Now that I sharpen my own tools, I still will use waterstones for various reasons, but the majority of the time I go to the diamond stone. I have various shapes and sizes. Mostly though, I make my own sharpening jigs with them and have several “specialty” set ups for sharpening different profiles.

The difference between a waterstone and a diamond stone (other then the obvious – material) is that water stones use the water as a lubricant, coolant and to carry away the abrasive as it breaks off from the stone (so it will not clog the stone). The diamond stones, being a harder abrasive, do not crumble as a stone does, and therefore do not require water to carry away the used abrasives….water on a diamond stone is good for lubrication and heat reduction during different types of sharpening. It is also useful to clean off the residue left from the tool.

You can sharpen with any abrasive. The only differences are size of the grit (abrasiveness), durability of the material – Cutting ability – (silicon, diamond, aluminum oxide…etc) and the bonding agent (if any). All of these materials will sharpen a tool….but each one requires a different technique….and a different amount of time to achieve it’s results.

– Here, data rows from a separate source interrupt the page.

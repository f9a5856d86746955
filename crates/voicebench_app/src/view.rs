//! Mounts one list view and drives it from the terminal.

use std::sync::Arc;

use anyhow::{bail, Context};
use chrono::Local;
use tokio::sync::mpsc;
use voicebench_core::{EntityId, ListViewModel, LoadState, Notification, TrackedEntity};
use voicebench_engine::{
    ChannelSurface, DashboardContext, ListViewRuntime, LogSurface, NotificationSurface,
    ViewCommand,
};
use voicebench_logging::{vb_info, vb_warn};

use crate::config::DashboardConfig;
use crate::render;

/// What to do once the list has loaded.
#[derive(Debug, Clone, PartialEq, Eq)]
pub(crate) enum Request {
    /// Keep the view mounted until interrupted.
    Watch,
    Toggle(EntityId),
    Delete(EntityId),
    Trigger(EntityId),
}

impl Request {
    fn target(&self) -> Option<&EntityId> {
        match self {
            Request::Watch => None,
            Request::Toggle(id) | Request::Delete(id) | Request::Trigger(id) => Some(id),
        }
    }
}

/// The row's active flag, or `None` when the list has no such row.
fn row_active(view: &ListViewModel, id: &EntityId) -> Option<bool> {
    view.rows
        .iter()
        .find(|row| &row.id == id)
        .map(|row| row.is_active)
}

/// When a one-shot request is finished.
enum Goal {
    Never,
    /// The row settled with the new value, or a failure was reported.
    Toggled { id: EntityId, from: bool },
    /// Any notification about the row.
    Notified(EntityId),
}

impl Goal {
    fn reached_by_view(&self, view: &ListViewModel) -> bool {
        match self {
            Goal::Toggled { id, from } => view
                .rows
                .iter()
                .any(|row| &row.id == id && !row.busy && row.is_active != *from),
            Goal::Never | Goal::Notified(_) => false,
        }
    }

    fn reached_by(&self, notification: &Notification) -> bool {
        match self {
            Goal::Never => false,
            Goal::Toggled { id, .. } | Goal::Notified(id) => {
                notification.entity_id.as_ref() == Some(id)
            }
        }
    }
}

pub(crate) async fn run<E: TrackedEntity>(
    context: &DashboardContext,
    config: &DashboardConfig,
    request: Request,
) -> anyhow::Result<()> {
    let (notify_tx, mut notify_rx) = mpsc::unbounded_channel();
    let api = Arc::new(context.api::<E>());
    let handle = ListViewRuntime::<E, _>::new(api, Arc::new(ChannelSurface::new(notify_tx)))
        .with_policy(config.poll_policy(E::KIND))
        .spawn();
    let mut views = handle.views();
    let mut auth = context.auth_changes();
    let watching = request == Request::Watch;

    // Wait for the first load to finish.
    loop {
        let load = views.borrow_and_update().load.clone();
        match load {
            LoadState::Ready => break,
            LoadState::Failed(reason) => {
                handle.unmount().await.context("view task failed")?;
                drain(&mut notify_rx);
                bail!("could not load {}: {}", E::KIND, reason);
            }
            LoadState::Idle | LoadState::Loading => {}
        }
        if views.changed().await.is_err() {
            bail!("{} view stopped before loading", E::KIND);
        }
    }
    print!("{}", render::table(&views.borrow()));

    let missing = request
        .target()
        .filter(|id| row_active(&views.borrow(), id).is_none())
        .cloned();
    if let Some(id) = missing {
        handle.unmount().await.context("view task failed")?;
        bail!("no {} with id {}", E::KIND.noun().to_lowercase(), id);
    }

    let goal = match request {
        Request::Watch => Goal::Never,
        Request::Toggle(id) => {
            let from = row_active(&views.borrow(), &id).unwrap_or_default();
            handle.send(ViewCommand::Toggle(id.clone())).await;
            Goal::Toggled { id, from }
        }
        Request::Delete(id) => {
            handle.send(ViewCommand::Delete(id.clone())).await;
            Goal::Notified(id)
        }
        Request::Trigger(id) => {
            handle.send(ViewCommand::Trigger(id.clone())).await;
            Goal::Notified(id)
        }
    };

    let ctrl_c = tokio::signal::ctrl_c();
    tokio::pin!(ctrl_c);
    loop {
        tokio::select! {
            _ = &mut ctrl_c => {
                vb_info!("Interrupted, unmounting {} view", E::KIND);
                break;
            }
            changed = auth.changed() => {
                if changed.is_err() || !auth.borrow().is_authenticated() {
                    vb_warn!("Session ended, unmounting {} view", E::KIND);
                    break;
                }
            }
            Some(notification) = notify_rx.recv() => {
                show(&notification);
                if goal.reached_by(&notification) {
                    break;
                }
            }
            changed = views.changed() => {
                if changed.is_err() {
                    break;
                }
                let view = views.borrow_and_update().clone();
                if watching {
                    print!("{}", render::table(&view));
                }
                if goal.reached_by_view(&view) {
                    break;
                }
            }
        }
    }

    let state = handle.unmount().await.context("view task failed")?;
    drain(&mut notify_rx);
    if !watching {
        print!("{}", render::table(&state.view()));
    }
    Ok(())
}

fn show(notification: &Notification) {
    LogSurface.notify(notification);
    println!("{}", render::notification_line(notification, Local::now()));
}

fn drain(rx: &mut mpsc::UnboundedReceiver<Notification>) {
    while let Ok(notification) = rx.try_recv() {
        show(&notification);
    }
}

The real jist of sharpening is achieving the proper bevel. If you get that wrong…you will never have a sharp tool….basically, your tool’s sharpness lives or dies by the bevel. You can sharpen a tool without the proper bevel…but it will never stay sharp very long. The correct bevel is based on the type of cutting desired and the type of material to cut. (I could spend an entire blog on this, but this post is already way too long). Suffice to say – the best advice is to research the proper bevel for your tool first and then use the material you are most comfortable with in achieving it. Diamond is a rapid cutter….and is best for someone that has a bit of experience in that regards…waterstones are better for someone who is starting out or who is not comfortable with agressive removal.

-- Woodworking.....My small slice of heaven!

View Rob Bois's profile

Rob Bois

33 posts in 3541 days

#4 posted 07-14-2010 02:58 AM

The greatest advantages to diamond stones is that they never have to be flattened, and are much lower maintenance than water or oil stones. I prefer diamond stones as an alternative to a grinder as well, since they tend to be better at removing more material. However, I have found that even the DMT stones do lose their effectiveness after some use. Water stones, on the other hand, are friable and therefore there is always a fresh layer of cutting stone on the surface. I tend to use water stones from about 2000 grit and higher, as I think it gets a much better finish. However, I will use the diamond stones to keep the water stones flat so they serve multiple purposes. All that being said, I’ve heard great things about the new Shapton glass stones. Basically the best of both worlds. They cost a bit more, but I’ve heard they are fantastic for quick sharpening, but with the great finish of water stones. I’m not endorsing them since I haven’t tried them, but have spoken to several woodworkers who are raving about them.